*Supplied records*:
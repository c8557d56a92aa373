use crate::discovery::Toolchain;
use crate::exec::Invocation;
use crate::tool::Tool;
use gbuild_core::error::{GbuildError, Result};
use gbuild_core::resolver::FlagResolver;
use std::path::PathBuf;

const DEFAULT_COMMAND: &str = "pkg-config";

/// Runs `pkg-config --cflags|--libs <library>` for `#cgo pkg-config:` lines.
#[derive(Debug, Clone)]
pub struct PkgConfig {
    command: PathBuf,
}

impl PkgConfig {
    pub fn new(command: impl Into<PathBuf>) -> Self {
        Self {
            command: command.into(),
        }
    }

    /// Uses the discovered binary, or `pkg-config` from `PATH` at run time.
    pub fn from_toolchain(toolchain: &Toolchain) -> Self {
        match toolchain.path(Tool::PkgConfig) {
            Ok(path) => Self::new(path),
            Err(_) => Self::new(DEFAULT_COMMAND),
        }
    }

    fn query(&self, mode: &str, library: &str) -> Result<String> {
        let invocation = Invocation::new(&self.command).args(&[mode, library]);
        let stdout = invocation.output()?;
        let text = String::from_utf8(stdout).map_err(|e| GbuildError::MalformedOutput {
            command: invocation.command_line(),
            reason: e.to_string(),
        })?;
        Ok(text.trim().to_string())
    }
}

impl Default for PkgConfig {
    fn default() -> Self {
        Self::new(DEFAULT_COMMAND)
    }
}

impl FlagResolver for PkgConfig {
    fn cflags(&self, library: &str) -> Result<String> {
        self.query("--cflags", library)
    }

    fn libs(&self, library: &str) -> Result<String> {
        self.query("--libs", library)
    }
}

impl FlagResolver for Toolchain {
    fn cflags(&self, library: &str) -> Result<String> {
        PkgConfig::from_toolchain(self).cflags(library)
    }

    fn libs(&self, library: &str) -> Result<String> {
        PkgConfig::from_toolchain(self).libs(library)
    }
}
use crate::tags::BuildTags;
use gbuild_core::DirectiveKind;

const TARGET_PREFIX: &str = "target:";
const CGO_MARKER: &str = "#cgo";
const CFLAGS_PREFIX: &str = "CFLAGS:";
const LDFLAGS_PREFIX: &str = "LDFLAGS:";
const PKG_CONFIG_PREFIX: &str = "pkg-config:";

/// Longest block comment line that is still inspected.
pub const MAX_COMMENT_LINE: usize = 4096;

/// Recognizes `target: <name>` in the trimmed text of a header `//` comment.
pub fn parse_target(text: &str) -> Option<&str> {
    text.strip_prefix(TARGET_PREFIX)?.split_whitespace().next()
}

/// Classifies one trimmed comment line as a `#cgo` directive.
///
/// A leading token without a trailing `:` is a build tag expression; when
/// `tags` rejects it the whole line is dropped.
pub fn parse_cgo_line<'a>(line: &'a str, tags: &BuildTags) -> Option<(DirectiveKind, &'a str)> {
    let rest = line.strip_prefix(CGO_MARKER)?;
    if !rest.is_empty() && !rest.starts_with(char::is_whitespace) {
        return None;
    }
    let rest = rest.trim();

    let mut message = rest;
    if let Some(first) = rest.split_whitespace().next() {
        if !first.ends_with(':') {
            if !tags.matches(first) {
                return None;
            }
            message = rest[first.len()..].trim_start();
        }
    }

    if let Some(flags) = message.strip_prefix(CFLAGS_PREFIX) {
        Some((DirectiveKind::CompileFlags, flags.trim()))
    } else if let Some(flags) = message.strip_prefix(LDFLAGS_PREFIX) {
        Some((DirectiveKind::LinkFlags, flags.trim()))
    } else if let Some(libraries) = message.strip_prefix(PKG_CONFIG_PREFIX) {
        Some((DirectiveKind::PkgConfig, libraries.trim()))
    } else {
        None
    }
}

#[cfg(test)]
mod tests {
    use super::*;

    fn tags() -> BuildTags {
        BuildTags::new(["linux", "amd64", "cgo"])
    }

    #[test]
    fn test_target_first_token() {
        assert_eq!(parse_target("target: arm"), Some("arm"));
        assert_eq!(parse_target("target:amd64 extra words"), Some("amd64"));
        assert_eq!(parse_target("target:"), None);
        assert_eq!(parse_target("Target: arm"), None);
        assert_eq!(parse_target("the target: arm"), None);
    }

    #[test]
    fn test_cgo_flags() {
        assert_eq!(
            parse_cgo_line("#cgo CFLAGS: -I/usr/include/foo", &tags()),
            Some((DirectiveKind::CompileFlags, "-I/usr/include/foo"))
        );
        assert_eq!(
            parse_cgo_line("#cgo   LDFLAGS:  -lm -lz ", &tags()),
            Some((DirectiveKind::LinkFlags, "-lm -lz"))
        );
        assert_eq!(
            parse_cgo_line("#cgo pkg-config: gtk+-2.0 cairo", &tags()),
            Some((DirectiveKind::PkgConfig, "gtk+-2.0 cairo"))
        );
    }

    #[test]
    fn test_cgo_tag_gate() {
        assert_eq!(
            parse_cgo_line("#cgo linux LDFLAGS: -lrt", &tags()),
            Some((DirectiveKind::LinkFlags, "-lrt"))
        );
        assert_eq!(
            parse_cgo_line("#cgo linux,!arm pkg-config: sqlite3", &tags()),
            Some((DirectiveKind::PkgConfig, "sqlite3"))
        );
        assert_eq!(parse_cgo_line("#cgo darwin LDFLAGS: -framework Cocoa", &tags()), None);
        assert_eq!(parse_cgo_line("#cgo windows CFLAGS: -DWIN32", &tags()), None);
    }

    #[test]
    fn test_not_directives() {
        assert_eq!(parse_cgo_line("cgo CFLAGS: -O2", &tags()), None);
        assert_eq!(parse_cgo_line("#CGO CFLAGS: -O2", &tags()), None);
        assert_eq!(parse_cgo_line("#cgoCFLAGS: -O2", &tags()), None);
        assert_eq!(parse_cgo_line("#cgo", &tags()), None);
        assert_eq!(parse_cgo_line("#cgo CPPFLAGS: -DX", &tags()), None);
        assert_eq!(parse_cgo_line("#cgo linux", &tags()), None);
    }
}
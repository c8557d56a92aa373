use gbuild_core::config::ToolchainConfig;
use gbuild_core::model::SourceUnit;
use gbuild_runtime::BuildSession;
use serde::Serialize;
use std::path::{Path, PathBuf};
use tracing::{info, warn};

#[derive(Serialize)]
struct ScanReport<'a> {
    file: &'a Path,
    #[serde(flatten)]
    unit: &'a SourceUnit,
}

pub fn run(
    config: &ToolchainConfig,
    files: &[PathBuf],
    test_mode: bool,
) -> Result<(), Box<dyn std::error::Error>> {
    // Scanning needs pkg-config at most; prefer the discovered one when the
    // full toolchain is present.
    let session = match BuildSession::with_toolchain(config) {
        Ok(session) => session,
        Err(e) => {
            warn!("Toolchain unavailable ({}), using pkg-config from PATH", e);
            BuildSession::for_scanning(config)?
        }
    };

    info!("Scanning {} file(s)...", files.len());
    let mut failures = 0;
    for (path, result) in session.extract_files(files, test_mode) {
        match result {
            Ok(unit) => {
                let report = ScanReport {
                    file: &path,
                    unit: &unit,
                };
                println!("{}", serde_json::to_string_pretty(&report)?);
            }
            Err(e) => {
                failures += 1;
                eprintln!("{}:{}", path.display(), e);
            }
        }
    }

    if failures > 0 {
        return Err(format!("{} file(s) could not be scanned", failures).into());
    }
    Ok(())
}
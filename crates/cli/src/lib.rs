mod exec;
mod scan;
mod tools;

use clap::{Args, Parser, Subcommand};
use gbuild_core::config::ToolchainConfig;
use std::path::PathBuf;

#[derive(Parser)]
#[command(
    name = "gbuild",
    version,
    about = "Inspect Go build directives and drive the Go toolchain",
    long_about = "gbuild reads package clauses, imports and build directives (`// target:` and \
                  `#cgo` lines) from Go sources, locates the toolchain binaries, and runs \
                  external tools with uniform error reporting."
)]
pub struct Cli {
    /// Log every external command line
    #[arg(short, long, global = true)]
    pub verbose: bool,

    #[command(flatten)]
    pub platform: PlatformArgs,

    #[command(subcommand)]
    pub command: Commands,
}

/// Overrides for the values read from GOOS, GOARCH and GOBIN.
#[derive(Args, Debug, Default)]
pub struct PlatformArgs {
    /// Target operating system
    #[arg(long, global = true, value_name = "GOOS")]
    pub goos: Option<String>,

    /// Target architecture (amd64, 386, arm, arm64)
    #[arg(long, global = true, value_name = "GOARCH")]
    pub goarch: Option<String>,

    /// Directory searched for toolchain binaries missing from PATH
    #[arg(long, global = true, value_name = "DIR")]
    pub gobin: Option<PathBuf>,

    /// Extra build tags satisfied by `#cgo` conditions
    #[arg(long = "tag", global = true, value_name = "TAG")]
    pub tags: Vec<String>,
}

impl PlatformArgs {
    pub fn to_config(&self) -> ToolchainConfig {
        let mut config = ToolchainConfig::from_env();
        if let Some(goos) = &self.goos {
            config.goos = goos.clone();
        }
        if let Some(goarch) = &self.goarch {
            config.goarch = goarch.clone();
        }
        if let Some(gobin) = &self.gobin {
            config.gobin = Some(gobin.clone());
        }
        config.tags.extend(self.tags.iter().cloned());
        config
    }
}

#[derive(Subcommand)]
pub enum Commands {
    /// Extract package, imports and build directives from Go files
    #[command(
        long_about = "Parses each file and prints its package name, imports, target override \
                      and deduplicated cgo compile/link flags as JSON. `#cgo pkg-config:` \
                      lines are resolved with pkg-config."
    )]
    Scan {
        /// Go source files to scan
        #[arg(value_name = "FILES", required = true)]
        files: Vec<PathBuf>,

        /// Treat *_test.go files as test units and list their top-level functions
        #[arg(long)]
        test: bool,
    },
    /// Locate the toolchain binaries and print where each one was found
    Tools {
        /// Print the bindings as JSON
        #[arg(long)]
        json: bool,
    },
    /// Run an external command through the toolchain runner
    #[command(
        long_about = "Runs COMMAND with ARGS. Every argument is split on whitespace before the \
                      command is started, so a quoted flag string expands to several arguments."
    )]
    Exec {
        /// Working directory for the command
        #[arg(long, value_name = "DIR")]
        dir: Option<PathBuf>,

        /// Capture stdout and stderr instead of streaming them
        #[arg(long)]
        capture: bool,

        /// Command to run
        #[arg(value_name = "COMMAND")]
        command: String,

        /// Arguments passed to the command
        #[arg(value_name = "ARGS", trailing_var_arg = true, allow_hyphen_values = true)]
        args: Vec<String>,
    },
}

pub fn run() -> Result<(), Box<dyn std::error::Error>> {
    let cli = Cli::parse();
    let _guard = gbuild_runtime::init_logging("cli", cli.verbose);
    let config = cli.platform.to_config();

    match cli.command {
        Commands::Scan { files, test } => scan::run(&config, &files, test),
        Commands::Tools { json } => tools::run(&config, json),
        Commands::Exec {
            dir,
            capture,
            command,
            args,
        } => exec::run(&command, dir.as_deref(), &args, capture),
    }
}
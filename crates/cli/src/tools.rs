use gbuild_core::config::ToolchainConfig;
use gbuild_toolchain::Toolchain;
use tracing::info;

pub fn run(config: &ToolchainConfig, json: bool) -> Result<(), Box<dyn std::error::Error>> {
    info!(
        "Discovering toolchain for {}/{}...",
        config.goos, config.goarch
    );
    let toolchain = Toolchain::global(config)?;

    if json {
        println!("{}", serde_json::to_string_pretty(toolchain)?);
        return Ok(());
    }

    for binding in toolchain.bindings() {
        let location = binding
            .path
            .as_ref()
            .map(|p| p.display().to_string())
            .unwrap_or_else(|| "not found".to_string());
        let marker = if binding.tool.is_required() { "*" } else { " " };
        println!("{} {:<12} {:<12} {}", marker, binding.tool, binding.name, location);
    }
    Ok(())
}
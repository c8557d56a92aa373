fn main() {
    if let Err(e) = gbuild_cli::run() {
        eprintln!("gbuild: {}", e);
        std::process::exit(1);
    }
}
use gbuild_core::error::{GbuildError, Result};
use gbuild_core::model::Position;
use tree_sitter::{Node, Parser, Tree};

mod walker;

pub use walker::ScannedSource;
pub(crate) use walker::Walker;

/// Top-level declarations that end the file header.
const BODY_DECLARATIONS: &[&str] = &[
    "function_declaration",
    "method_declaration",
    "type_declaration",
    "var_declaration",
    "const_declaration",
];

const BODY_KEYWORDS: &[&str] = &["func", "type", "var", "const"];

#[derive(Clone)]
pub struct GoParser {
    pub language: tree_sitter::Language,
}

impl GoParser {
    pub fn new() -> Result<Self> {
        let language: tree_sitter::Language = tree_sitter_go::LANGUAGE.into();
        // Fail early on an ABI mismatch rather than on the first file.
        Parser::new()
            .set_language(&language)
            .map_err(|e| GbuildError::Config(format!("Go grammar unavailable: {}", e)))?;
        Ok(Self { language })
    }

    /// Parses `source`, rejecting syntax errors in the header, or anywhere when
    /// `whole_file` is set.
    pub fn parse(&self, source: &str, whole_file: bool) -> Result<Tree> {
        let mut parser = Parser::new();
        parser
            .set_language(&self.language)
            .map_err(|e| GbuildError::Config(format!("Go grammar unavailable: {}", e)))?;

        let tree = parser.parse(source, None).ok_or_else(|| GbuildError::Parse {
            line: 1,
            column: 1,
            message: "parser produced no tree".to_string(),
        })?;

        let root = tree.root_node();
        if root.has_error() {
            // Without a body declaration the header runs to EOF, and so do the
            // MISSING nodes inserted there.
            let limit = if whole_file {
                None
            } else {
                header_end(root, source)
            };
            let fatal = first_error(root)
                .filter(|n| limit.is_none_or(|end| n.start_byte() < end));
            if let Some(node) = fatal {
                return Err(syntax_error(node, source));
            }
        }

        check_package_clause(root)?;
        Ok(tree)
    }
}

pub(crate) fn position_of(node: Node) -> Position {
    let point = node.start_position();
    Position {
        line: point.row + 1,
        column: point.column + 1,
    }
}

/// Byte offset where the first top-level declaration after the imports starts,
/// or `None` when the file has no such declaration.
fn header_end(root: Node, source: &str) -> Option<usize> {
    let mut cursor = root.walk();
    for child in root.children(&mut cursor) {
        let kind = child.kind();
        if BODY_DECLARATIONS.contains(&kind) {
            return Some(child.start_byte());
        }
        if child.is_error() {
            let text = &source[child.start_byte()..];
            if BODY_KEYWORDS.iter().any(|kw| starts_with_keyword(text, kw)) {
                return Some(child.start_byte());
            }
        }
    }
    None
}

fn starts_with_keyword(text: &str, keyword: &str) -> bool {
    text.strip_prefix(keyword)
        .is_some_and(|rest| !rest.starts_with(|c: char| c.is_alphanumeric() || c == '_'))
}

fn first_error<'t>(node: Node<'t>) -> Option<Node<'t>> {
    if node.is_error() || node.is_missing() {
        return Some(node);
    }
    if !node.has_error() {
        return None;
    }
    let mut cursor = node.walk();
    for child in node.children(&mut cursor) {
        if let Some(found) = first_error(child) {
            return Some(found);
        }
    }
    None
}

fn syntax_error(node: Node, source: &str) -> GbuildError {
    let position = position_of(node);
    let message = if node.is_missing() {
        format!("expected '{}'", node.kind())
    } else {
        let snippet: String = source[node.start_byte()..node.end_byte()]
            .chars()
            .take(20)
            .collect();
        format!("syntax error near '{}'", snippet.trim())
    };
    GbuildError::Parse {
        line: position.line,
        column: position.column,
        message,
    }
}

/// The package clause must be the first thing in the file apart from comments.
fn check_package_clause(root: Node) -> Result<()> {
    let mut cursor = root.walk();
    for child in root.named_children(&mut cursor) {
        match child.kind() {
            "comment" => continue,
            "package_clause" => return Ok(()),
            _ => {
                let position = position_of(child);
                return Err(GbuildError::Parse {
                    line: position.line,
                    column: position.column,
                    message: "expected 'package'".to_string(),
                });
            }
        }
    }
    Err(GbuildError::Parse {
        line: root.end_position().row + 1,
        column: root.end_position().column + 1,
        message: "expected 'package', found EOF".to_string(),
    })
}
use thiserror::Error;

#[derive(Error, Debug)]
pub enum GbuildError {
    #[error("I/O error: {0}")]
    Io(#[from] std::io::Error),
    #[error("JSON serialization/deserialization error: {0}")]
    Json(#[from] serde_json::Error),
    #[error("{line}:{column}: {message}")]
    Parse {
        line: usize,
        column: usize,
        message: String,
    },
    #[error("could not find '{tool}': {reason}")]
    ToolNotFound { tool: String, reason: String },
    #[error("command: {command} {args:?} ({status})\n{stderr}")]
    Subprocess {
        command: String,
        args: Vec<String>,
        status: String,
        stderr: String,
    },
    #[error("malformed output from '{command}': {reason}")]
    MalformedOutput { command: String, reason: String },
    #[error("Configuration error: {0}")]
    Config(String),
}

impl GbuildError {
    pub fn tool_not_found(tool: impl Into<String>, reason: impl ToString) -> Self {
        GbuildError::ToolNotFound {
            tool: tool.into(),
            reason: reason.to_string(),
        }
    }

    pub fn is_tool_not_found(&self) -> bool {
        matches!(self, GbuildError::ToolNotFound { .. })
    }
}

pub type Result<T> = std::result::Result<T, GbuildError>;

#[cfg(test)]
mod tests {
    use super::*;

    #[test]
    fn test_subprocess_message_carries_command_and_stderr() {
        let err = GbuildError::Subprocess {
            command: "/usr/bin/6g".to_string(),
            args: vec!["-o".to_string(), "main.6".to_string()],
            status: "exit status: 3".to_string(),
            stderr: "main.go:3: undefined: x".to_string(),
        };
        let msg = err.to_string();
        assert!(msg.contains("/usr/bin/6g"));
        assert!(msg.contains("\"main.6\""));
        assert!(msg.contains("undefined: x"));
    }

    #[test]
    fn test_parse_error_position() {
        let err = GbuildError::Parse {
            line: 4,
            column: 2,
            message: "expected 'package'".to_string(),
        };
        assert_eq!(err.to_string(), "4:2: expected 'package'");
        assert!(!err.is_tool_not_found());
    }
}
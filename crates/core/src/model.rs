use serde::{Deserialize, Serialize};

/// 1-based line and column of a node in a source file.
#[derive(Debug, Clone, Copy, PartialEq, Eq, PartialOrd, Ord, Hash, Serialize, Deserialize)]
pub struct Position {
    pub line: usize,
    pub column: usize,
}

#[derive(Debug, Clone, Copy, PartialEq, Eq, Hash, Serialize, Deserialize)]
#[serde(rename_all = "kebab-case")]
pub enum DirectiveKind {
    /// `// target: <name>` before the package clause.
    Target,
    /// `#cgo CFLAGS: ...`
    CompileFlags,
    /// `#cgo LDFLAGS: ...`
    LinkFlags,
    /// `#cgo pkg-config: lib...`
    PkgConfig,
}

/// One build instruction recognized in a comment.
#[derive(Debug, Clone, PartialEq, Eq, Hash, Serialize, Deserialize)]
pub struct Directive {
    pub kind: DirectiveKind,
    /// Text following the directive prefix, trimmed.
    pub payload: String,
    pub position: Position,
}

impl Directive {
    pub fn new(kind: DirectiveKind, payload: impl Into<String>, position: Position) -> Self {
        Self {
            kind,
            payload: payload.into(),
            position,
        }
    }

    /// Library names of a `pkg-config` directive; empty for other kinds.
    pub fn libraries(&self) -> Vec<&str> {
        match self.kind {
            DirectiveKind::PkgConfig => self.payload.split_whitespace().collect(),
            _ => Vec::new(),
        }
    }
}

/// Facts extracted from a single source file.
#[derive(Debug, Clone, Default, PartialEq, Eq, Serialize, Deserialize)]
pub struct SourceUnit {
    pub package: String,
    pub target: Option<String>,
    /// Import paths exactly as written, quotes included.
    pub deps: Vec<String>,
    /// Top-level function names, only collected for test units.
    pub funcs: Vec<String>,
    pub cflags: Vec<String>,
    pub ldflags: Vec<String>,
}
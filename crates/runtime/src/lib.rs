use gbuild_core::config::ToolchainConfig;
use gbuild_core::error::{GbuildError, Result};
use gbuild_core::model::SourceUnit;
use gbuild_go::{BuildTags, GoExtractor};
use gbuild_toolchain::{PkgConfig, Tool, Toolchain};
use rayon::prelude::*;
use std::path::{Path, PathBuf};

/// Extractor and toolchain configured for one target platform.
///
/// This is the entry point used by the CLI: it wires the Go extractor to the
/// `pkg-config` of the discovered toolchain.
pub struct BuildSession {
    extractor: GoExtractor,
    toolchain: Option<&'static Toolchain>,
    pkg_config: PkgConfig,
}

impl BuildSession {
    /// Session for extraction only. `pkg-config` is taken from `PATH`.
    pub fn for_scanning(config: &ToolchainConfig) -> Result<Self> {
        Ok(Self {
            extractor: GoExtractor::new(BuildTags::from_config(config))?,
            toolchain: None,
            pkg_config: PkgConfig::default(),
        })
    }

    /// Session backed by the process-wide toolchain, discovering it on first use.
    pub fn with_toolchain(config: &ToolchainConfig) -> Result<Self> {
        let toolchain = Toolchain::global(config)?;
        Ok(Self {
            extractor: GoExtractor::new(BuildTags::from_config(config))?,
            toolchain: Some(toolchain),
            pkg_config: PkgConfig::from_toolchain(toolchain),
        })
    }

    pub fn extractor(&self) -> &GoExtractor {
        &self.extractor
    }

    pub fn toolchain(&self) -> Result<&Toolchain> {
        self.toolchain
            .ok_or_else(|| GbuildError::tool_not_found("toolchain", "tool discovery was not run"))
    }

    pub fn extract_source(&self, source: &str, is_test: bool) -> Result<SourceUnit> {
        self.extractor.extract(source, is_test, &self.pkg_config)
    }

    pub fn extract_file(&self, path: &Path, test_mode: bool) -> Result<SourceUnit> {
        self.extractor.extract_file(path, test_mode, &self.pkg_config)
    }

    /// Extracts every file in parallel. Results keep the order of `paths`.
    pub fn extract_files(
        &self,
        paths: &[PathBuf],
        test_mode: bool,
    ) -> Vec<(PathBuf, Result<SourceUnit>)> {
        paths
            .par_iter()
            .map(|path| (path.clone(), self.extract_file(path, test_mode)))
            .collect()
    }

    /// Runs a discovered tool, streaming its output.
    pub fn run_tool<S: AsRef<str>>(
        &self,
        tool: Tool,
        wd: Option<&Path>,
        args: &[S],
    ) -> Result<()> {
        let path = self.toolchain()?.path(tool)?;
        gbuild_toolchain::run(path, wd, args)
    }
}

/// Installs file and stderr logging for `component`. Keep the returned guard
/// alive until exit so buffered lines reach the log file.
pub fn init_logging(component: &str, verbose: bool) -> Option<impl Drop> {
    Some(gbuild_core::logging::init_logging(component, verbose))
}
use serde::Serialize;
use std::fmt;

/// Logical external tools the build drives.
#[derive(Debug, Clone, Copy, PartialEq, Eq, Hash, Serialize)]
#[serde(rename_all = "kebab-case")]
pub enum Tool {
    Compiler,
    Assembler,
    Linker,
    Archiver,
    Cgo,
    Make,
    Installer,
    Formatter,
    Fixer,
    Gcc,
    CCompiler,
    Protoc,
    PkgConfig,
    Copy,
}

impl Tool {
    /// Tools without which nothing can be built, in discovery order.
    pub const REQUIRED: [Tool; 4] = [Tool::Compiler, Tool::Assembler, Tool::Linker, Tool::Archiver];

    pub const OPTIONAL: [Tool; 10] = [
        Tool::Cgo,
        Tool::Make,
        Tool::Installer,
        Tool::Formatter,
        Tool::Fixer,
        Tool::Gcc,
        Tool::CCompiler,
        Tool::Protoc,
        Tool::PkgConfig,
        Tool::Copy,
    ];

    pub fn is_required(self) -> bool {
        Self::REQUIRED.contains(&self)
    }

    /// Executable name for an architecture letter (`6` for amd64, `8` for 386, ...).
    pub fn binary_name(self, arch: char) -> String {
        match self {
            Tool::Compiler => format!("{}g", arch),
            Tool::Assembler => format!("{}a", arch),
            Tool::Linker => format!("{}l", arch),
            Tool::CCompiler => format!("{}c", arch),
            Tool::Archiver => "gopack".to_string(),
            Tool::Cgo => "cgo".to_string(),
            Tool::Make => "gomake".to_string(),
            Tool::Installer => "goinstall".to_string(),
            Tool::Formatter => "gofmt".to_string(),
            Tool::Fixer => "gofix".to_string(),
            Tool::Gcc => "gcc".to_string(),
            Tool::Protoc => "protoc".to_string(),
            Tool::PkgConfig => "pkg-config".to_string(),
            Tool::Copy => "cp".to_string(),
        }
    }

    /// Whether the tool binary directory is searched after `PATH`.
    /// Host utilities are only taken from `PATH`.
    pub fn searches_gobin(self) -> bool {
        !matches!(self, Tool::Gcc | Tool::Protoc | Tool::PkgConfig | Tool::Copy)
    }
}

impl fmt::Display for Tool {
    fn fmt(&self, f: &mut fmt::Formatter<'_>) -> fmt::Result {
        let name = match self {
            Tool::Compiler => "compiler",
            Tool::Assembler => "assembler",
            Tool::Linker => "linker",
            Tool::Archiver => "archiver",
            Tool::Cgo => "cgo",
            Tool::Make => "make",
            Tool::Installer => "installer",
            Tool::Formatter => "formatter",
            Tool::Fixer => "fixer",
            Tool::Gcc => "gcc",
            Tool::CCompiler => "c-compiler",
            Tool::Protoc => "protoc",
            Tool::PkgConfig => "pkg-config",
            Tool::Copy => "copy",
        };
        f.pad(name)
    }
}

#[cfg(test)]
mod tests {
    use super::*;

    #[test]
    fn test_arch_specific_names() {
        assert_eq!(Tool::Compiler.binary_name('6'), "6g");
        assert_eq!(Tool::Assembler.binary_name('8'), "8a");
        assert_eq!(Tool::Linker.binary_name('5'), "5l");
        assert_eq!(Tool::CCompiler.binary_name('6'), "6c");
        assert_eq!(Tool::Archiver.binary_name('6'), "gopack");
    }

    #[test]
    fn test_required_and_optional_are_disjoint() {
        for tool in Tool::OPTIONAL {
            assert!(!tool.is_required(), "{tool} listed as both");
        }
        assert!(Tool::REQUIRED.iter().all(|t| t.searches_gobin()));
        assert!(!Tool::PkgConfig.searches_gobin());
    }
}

*Activity*: Begin at the top of the records above and quote each line exactly, ending with the line that contains "const DEFAULT_COMMAND: &str".

*Your solution*:
repository c8557d56a92aa373
use crate::discovery::Toolchain;
use crate::exec::Invocation;
use crate::tool::Tool;
use gbuild_core::error::{GbuildError, Result};
use gbuild_core::resolver::FlagResolver;
use std::path::PathBuf;

const DEFAULT_COMMAND: &str = "pkg-config";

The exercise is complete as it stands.